Begitu juga bila Anda yang, maaf, mungkin pada posisi suami Anda:
berselingkuh dengan pria lain, misalnya. Maka Anda sesungguhnya sedang
mengkhianati diri sendiri dan Sang Pencipta.
Dengan berpikir demikian, rasa marah karena terkhianati akan pelan-pelan
berkurang. Karena apa yang suami Anda lakukan sesungguhnya suatu kebodohan;
karena dia mengkhianati dirinya sendiri dan harus pula dia pertanggungjawabkan
di hadapan Sang Pencipta.
Dan menyimpan rasa marah, rasa kesal, jengkel dan sebagainya sangatlah
tidak nyaman. Sebagai gambaran, ketika Anda menyimpan marah dan kecewa pada
suami, berarti Anda membawa perasaan itu kemana pun Anda pergi, seperti
menyeret-nyeret toksit atau sampah beracun dalam diri Anda. Akibatnya, bisa
fatal, Anda awalnya sakit secara psikis akhirnya bila tidak segera disingkirkan
akan menjadi sakit fisik.
Sangat merugikan diri sendiri. Sementara itu suami Anda mungkin sudah
merasa tenang karena mengira Anda sudah memaafkan dirinya.

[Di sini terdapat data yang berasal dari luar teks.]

//! Regression test parameters and operations

use crate::error::{TestError, TestResult};
use crate::regout_dir;
use capsolve_core::{ImageFormat, Pix};
use std::fs;

/// Regression test mode
#[derive(Debug, Clone, Copy, PartialEq, Eq, Default)]
pub enum RegTestMode {
    /// Compare values only (default)
    #[default]
    Compare,
    /// Compare and also write intermediate images for inspection
    Display,
}

impl RegTestMode {
    /// Parse mode from the `REGTEST_MODE` environment variable
    pub fn from_env() -> Self {
        match std::env::var("REGTEST_MODE")
            .unwrap_or_default()
            .to_lowercase()
            .as_str()
        {
            "display" => Self::Display,
            _ => Self::Compare,
        }
    }
}

/// Regression test parameters
///
/// This structure tracks the state of a regression test, including
/// the test name, current index, mode, and success status.
pub struct RegParams {
    /// Name of the test (e.g., "segment")
    pub test_name: String,
    /// Current test index (incremented before each test)
    index: usize,
    /// Test mode
    pub mode: RegTestMode,
    /// Overall success status
    success: bool,
    /// Recorded failures
    failures: Vec<String>,
}

impl RegParams {
    /// Create new regression test parameters
    ///
    /// # Arguments
    ///
    /// * `test_name` - Name of the test (e.g., "segment")
    pub fn new(test_name: &str) -> Self {
        let mode = RegTestMode::from_env();

        eprintln!();
        eprintln!("////////////////////////////////////////////////");
        eprintln!("////////////////   {}_reg   ///////////////", test_name);
        eprintln!("////////////////////////////////////////////////");
        eprintln!("Mode: {:?}", mode);

        Self {
            test_name: test_name.to_string(),
            index: 0,
            mode,
            success: true,
            failures: Vec::new(),
        }
    }

    /// Get the current test index
    pub fn index(&self) -> usize {
        self.index
    }

    /// Check if in display mode
    pub fn display(&self) -> bool {
        self.mode == RegTestMode::Display
    }

    fn fail(&mut self, msg: String) -> bool {
        eprintln!("{}", msg);
        self.failures.push(msg);
        self.success = false;
        false
    }

    /// Compare two floating-point values
    ///
    /// # Arguments
    ///
    /// * `expected` - Expected value
    /// * `actual` - Actual computed value
    /// * `delta` - Maximum allowed difference
    ///
    /// # Returns
    ///
    /// `true` if values match within delta, `false` otherwise.
    pub fn compare_values(&mut self, expected: f64, actual: f64, delta: f64) -> bool {
        self.index += 1;
        let diff = (expected - actual).abs();

        if diff > delta || diff.is_nan() {
            let msg = format!(
                "Failure in {}_reg: value comparison for index {}\n\
                 difference = {} but allowed delta = {}\n\
                 expected = {}, actual = {}",
                self.test_name, self.index, diff, delta, expected, actual
            );
            self.fail(msg)
        } else {
            true
        }
    }

    /// Compare two Pix images for exact equality
    ///
    /// # Returns
    ///
    /// `true` if images are identical, `false` otherwise.
    pub fn compare_pix(&mut self, pix1: &Pix, pix2: &Pix) -> bool {
        self.index += 1;

        if pix1.width() != pix2.width()
            || pix1.height() != pix2.height()
            || pix1.depth() != pix2.depth()
        {
            let msg = format!(
                "Failure in {}_reg: pix comparison for index {} - dimension mismatch \
                 ({}x{} vs {}x{})",
                self.test_name,
                self.index,
                pix1.width(),
                pix1.height(),
                pix2.width(),
                pix2.height()
            );
            return self.fail(msg);
        }

        for y in 0..pix1.height() {
            for x in 0..pix1.width() {
                if pix1.get_pixel(x, y) != pix2.get_pixel(x, y) {
                    let msg = format!(
                        "Failure in {}_reg: pix comparison for index {} - pixel mismatch at ({}, {})",
                        self.test_name, self.index, x, y
                    );
                    return self.fail(msg);
                }
            }
        }

        true
    }

    /// Compare two strings or byte arrays
    ///
    /// # Returns
    ///
    /// `true` if data is identical, `false` otherwise.
    pub fn compare_strings(&mut self, data1: &[u8], data2: &[u8]) -> bool {
        self.index += 1;

        if data1 != data2 {
            let msg = format!(
                "Failure in {}_reg: string comparison for index {}\n\
                 expected = {:?}\n\
                 actual   = {:?}",
                self.test_name,
                self.index,
                String::from_utf8_lossy(data1),
                String::from_utf8_lossy(data2)
            );
            self.fail(msg)
        } else {
            true
        }
    }

    /// Write an image to the regout directory in display mode.
    ///
    /// Does nothing in compare mode. The file is named after the test and
    /// the current index.
    pub fn write_pix(&mut self, pix: &Pix, format: ImageFormat) -> TestResult<()> {
        if !self.display() {
            return Ok(());
        }

        fs::create_dir_all(regout_dir())?;
        let local_path = format!(
            "{}/{}.{:02}.{}",
            regout_dir(),
            self.test_name,
            self.index,
            format.extension()
        );
        capsolve_io::write_image(pix, &local_path, format).map_err(|e| TestError::ImageWrite {
            path: local_path.clone(),
            message: e.to_string(),
        })?;
        eprintln!("Wrote: {}", local_path);
        Ok(())
    }

    /// Clean up and report results
    ///
    /// # Returns
    ///
    /// `true` if all tests passed, `false` if any failed.
    pub fn cleanup(self) -> bool {
        if self.success {
            eprintln!("SUCCESS: {}_reg", self.test_name);
        } else {
            eprintln!("FAILURE: {}_reg", self.test_name);
            for failure in &self.failures {
                eprintln!("  {}", failure);
            }
        }
        eprintln!();

        self.success
    }

    /// Check if all tests have passed so far
    pub fn is_success(&self) -> bool {
        self.success
    }

    /// Get list of failures
    pub fn failures(&self) -> &[String] {
        &self.failures
    }
}

#[cfg(test)]
mod tests {
    use super::*;

    #[test]
    fn test_mode_from_env() {
        let mode = RegTestMode::from_env();
        assert!(matches!(mode, RegTestMode::Compare | RegTestMode::Display));
    }

    #[test]
    fn test_compare_values() {
        let mut rp = RegParams::new("test");
        assert!(rp.compare_values(100.0, 100.0, 0.0));
        assert!(rp.compare_values(100.0, 100.5, 1.0));
        assert!(rp.is_success());
        assert!(!rp.compare_values(100.0, 200.0, 0.0));
        assert!(!rp.compare_values(1.0, f64::NAN, 1.0));
        assert!(!rp.is_success());
        assert_eq!(rp.failures().len(), 2);
        assert_eq!(rp.index(), 4);
    }

    #[test]
    fn test_compare_pix_and_strings() {
        let a = Pix::from_gray_samples(2, 1, &[0, 255]).unwrap();
        let b = Pix::from_gray_samples(2, 1, &[0, 254]).unwrap();
        let mut rp = RegParams::new("test");
        assert!(rp.compare_pix(&a, &a));
        assert!(!rp.compare_pix(&a, &b));
        assert!(rp.compare_strings(b"AB12CD", b"AB12CD"));
        assert!(!rp.compare_strings(b"AB12CD", b"AB12C"));
        assert!(!rp.cleanup());
    }
}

Selain itu, jangan biarkan diri Anda merasa tidak berdaya. Bisa jadi hal
itu karena Anda bergantung seratus persen secara finansial kepada suami.
Buatlah diri Anda menjadi berdaya dan didengar suaranya oleh pasangan,
yakni bila Anda juga memberi kontribusi secara finansial dalam keluarga
Dan, maaf, bila suatu saat ternyata ada apa-apa dengan suami, dimana mengancam
finansial suami, Anda masih tetap bisa
bertahan. Mengingat Anda memiliki anak yang menjadi tanggung jawab suami juga
Anda sebagai seorang ibu.
Semoga dengan saran ini Anda bisa lebih lapang hati, lebih ringan saat melangkah dan menatap masa depan dengan lebih optimistis. Berbahagia bersama suami dan anak tercinta.***
Foto ilustrasi:Pexel
Artikel terkait: Memergoki Suami Teman Selingkuh
#masalahrumahtangga
CURHAT:majalahwanita8@gmail.com
« Prev Post
Next Post »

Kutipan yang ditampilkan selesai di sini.